→ WHAT IS NEEDED: A faithful transcription of all lines below is the expected answer.

→ DATASET CONTENT:
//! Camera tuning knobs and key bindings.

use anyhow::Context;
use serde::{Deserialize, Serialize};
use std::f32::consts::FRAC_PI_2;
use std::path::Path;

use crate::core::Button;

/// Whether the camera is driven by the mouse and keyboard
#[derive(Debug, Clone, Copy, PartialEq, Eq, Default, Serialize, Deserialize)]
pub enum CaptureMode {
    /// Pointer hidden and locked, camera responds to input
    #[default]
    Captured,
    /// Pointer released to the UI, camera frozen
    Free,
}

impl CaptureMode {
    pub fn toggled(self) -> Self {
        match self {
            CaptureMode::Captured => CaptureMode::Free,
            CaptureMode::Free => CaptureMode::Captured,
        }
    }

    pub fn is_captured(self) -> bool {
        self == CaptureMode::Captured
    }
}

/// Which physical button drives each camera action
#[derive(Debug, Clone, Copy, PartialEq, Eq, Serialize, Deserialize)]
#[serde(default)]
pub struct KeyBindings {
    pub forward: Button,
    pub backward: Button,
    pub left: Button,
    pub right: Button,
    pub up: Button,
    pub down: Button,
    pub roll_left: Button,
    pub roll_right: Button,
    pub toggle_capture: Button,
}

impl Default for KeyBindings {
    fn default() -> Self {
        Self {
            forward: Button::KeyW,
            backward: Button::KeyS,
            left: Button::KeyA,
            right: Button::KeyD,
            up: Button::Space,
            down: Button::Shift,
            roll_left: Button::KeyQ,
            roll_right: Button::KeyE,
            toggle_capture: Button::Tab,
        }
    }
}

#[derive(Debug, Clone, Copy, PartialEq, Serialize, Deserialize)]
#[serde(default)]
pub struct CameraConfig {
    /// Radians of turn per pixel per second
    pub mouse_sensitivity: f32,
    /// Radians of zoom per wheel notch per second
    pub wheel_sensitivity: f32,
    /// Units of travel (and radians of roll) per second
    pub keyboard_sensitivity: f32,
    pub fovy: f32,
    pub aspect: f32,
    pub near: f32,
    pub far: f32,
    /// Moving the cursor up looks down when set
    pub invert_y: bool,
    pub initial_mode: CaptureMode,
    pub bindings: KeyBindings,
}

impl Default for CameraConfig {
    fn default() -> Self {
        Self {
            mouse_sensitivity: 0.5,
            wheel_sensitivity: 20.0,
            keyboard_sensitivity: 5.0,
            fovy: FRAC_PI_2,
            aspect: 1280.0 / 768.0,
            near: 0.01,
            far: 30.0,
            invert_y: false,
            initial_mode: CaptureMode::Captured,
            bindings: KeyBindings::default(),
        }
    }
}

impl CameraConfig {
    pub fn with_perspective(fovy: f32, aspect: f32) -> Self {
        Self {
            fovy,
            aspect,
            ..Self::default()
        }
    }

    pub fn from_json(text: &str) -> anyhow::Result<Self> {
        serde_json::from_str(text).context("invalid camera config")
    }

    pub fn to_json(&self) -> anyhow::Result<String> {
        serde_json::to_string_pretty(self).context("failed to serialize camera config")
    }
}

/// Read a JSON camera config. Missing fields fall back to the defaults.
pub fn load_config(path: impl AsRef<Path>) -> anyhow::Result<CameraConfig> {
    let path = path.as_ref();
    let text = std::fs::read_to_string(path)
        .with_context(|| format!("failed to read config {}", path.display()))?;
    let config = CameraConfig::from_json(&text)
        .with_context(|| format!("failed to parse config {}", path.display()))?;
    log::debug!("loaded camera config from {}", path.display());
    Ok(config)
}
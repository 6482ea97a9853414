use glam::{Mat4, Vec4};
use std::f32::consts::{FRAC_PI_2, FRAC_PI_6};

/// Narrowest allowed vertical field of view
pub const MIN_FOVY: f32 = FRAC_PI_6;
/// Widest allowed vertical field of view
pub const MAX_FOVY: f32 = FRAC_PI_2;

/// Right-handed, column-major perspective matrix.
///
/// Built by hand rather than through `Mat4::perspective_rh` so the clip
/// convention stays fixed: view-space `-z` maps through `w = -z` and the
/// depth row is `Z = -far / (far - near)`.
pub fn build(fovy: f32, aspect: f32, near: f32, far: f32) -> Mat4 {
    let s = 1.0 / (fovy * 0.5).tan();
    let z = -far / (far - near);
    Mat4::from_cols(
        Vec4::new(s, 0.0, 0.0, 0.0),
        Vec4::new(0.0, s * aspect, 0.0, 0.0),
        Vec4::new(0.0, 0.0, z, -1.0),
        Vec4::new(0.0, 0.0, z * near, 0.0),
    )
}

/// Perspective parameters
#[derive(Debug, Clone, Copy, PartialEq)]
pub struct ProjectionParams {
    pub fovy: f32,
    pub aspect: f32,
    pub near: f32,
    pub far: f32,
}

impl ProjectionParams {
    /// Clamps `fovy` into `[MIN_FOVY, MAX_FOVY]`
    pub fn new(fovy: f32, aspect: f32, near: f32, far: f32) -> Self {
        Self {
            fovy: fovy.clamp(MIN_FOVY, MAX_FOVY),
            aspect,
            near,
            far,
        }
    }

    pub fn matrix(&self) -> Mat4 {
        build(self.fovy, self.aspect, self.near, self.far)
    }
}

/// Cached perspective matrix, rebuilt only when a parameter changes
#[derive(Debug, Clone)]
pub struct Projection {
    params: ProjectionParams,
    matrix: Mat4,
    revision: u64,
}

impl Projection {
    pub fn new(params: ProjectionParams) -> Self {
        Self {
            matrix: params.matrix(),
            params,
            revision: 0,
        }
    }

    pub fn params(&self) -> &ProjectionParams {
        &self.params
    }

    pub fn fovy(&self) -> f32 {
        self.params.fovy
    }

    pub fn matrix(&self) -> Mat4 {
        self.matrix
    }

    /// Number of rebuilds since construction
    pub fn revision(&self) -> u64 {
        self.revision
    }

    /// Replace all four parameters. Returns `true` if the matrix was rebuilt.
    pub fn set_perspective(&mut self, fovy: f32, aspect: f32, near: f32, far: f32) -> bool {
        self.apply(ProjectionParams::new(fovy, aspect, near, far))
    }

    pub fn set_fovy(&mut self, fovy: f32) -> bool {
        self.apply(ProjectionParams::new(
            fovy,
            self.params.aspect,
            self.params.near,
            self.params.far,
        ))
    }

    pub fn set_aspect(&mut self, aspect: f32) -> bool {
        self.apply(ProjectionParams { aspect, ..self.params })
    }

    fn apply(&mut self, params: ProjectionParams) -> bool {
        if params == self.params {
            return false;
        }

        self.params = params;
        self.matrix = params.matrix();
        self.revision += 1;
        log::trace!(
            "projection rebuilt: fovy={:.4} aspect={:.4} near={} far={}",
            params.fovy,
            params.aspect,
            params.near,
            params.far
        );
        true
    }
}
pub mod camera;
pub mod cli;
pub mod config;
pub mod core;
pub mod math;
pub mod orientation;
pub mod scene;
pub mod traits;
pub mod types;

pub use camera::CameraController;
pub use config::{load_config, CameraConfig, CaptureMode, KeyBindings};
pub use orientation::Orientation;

→ WORKED SOLUTION:
//! Camera tuning knobs and key bindings.

use anyhow::Context;
use serde::{Deserialize, Serialize};
use std::f32::consts::FRAC_PI_2;
use std::path::Path;

use crate::core::Button;

/// Whether the camera is driven by the mouse and keyboard
#[derive(Debug, Clone, Copy, PartialEq, Eq, Default, Serialize, Deserialize)]
pub enum CaptureMode {
    /// Pointer hidden and locked, camera responds to input
    #[default]
    Captured,
    /// Pointer released to the UI, camera frozen
    Free,
}

impl CaptureMode {
    pub fn toggled(self) -> Self {
        match self {
            CaptureMode::Captured => CaptureMode::Free,
            CaptureMode::Free => CaptureMode::Captured,
        }
    }

    pub fn is_captured(self) -> bool {
        self == CaptureMode::Captured
    }
}

/// Which physical button drives each camera action
#[derive(Debug, Clone, Copy, PartialEq, Eq, Serialize, Deserialize)]
#[serde(default)]
pub struct KeyBindings {
    pub forward: Button,
    pub backward: Button,
    pub left: Button,
    pub right: Button,
    pub up: Button,
    pub down: Button,
    pub roll_left: Button,
    pub roll_right: Button,
    pub toggle_capture: Button,
}

impl Default for KeyBindings {
    fn default() -> Self {
        Self {
            forward: Button::KeyW,
            backward: Button::KeyS,
            left: Button::KeyA,
            right: Button::KeyD,
            up: Button::Space,
            down: Button::Shift,
            roll_left: Button::KeyQ,
            roll_right: Button::KeyE,
            toggle_capture: Button::Tab,
        }
    }
}

#[derive(Debug, Clone, Copy, PartialEq, Serialize, Deserialize)]
#[serde(default)]
pub struct CameraConfig {
    /// Radians of turn per pixel per second
    pub mouse_sensitivity: f32,
    /// Radians of zoom per wheel notch per second
    pub wheel_sensitivity: f32,
    /// Units of travel (and radians of roll) per second
    pub keyboard_sensitivity: f32,
    pub fovy: f32,
    pub aspect: f32,
    pub near: f32,
    pub far: f32,
    /// Moving the cursor up looks down when set
    pub invert_y: bool,
    pub initial_mode: CaptureMode,
    pub bindings: KeyBindings,
}

impl Default for CameraConfig {
    fn default() -> Self {
        Self {
            mouse_sensitivity: 0.5,
            wheel_sensitivity: 20.0,
            keyboard_sensitivity: 5.0,
            fovy: FRAC_PI_2,
            aspect: 1280.0 / 768.0,
            near: 0.01,
            far: 30.0,
            invert_y: false,
            initial_mode: CaptureMode::Captured,
            bindings: KeyBindings::default(),
        }
    }
}

impl CameraConfig {
    pub fn with_perspective(fovy: f32, aspect: f32) -> Self {
        Self {
            fovy,
            aspect,
            ..Self::default()
        }
    }

    pub fn from_json(text: &str) -> anyhow::Result<Self> {
        serde_json::from_str(text).context("invalid camera config")
    }

    pub fn to_json(&self) -> anyhow::Result<String> {
        serde_json::to_string_pretty(self).context("failed to serialize camera config")
    }
}

/// Read a JSON camera config. Missing fields fall back to the defaults.
pub fn load_config(path: impl AsRef<Path>) -> anyhow::Result<CameraConfig> {
    let path = path.as_ref();
    let text = std::fs::read_to_string(path)
        .with_context(|| format!("failed to read config {}", path.display()))?;
    let config = CameraConfig::from_json(&text)
        .with_context(|| format!("failed to parse config {}", path.display()))?;
    log::debug!("loaded camera config from {}", path.display());
    Ok(config)
}
repository 6482ea97a9853414
use glam::{Mat4, Vec4};
use std::f32::consts::{FRAC_PI_2, FRAC_PI_6};

/// Narrowest allowed vertical field of view
pub const MIN_FOVY: f32 = FRAC_PI_6;
/// Widest allowed vertical field of view
pub const MAX_FOVY: f32 = FRAC_PI_2;

/// Right-handed, column-major perspective matrix.
///
/// Built by hand rather than through `Mat4::perspective_rh` so the clip
/// convention stays fixed: view-space `-z` maps through `w = -z` and the
/// depth row is `Z = -far / (far - near)`.
pub fn build(fovy: f32, aspect: f32, near: f32, far: f32) -> Mat4 {
    let s = 1.0 / (fovy * 0.5).tan();
    let z = -far / (far - near);
    Mat4::from_cols(
        Vec4::new(s, 0.0, 0.0, 0.0),
        Vec4::new(0.0, s * aspect, 0.0, 0.0),
        Vec4::new(0.0, 0.0, z, -1.0),
        Vec4::new(0.0, 0.0, z * near, 0.0),
    )
}

/// Perspective parameters
#[derive(Debug, Clone, Copy, PartialEq)]
pub struct ProjectionParams {
    pub fovy: f32,
    pub aspect: f32,
    pub near: f32,
    pub far: f32,
}

impl ProjectionParams {
    /// Clamps `fovy` into `[MIN_FOVY, MAX_FOVY]`
    pub fn new(fovy: f32, aspect: f32, near: f32, far: f32) -> Self {
        Self {
            fovy: fovy.clamp(MIN_FOVY, MAX_FOVY),
            aspect,
            near,
            far,
        }
    }

    pub fn matrix(&self) -> Mat4 {
        build(self.fovy, self.aspect, self.near, self.far)
    }
}

/// Cached perspective matrix, rebuilt only when a parameter changes
#[derive(Debug, Clone)]
pub struct Projection {
    params: ProjectionParams,
    matrix: Mat4,
    revision: u64,
}

impl Projection {
    pub fn new(params: ProjectionParams) -> Self {
        Self {
            matrix: params.matrix(),
            params,
            revision: 0,
        }
    }

    pub fn params(&self) -> &ProjectionParams {
        &self.params
    }

    pub fn fovy(&self) -> f32 {
        self.params.fovy
    }

    pub fn matrix(&self) -> Mat4 {
        self.matrix
    }

    /// Number of rebuilds since construction
    pub fn revision(&self) -> u64 {
        self.revision
    }

    /// Replace all four parameters. Returns `true` if the matrix was rebuilt.
    pub fn set_perspective(&mut self, fovy: f32, aspect: f32, near: f32, far: f32) -> bool {
        self.apply(ProjectionParams::new(fovy, aspect, near, far))
    }

    pub fn set_fovy(&mut self, fovy: f32) -> bool {
        self.apply(ProjectionParams::new(
            fovy,
            self.params.aspect,
            self.params.near,
            self.params.far,
        ))
    }

    pub fn set_aspect(&mut self, aspect: f32) -> bool {
        self.apply(ProjectionParams { aspect, ..self.params })
    }

    fn apply(&mut self, params: ProjectionParams) -> bool {
        if params == self.params {
            return false;
        }

        self.params = params;
        self.matrix = params.matrix();
        self.revision += 1;
        log::trace!(
            "projection rebuilt: fovy={:.4} aspect={:.4} near={} far={}",
            params.fovy,
            params.aspect,
            params.near,
            params.far
        );
        true
    }
}
pub mod camera;
pub mod cli;
pub mod config;
pub mod core;
pub mod math;
pub mod orientation;
pub mod scene;
pub mod traits;
pub mod types;

pub use camera::CameraController;
pub use config::{load_config, CameraConfig, CaptureMode, KeyBindings};
pub use orientation::Orientation;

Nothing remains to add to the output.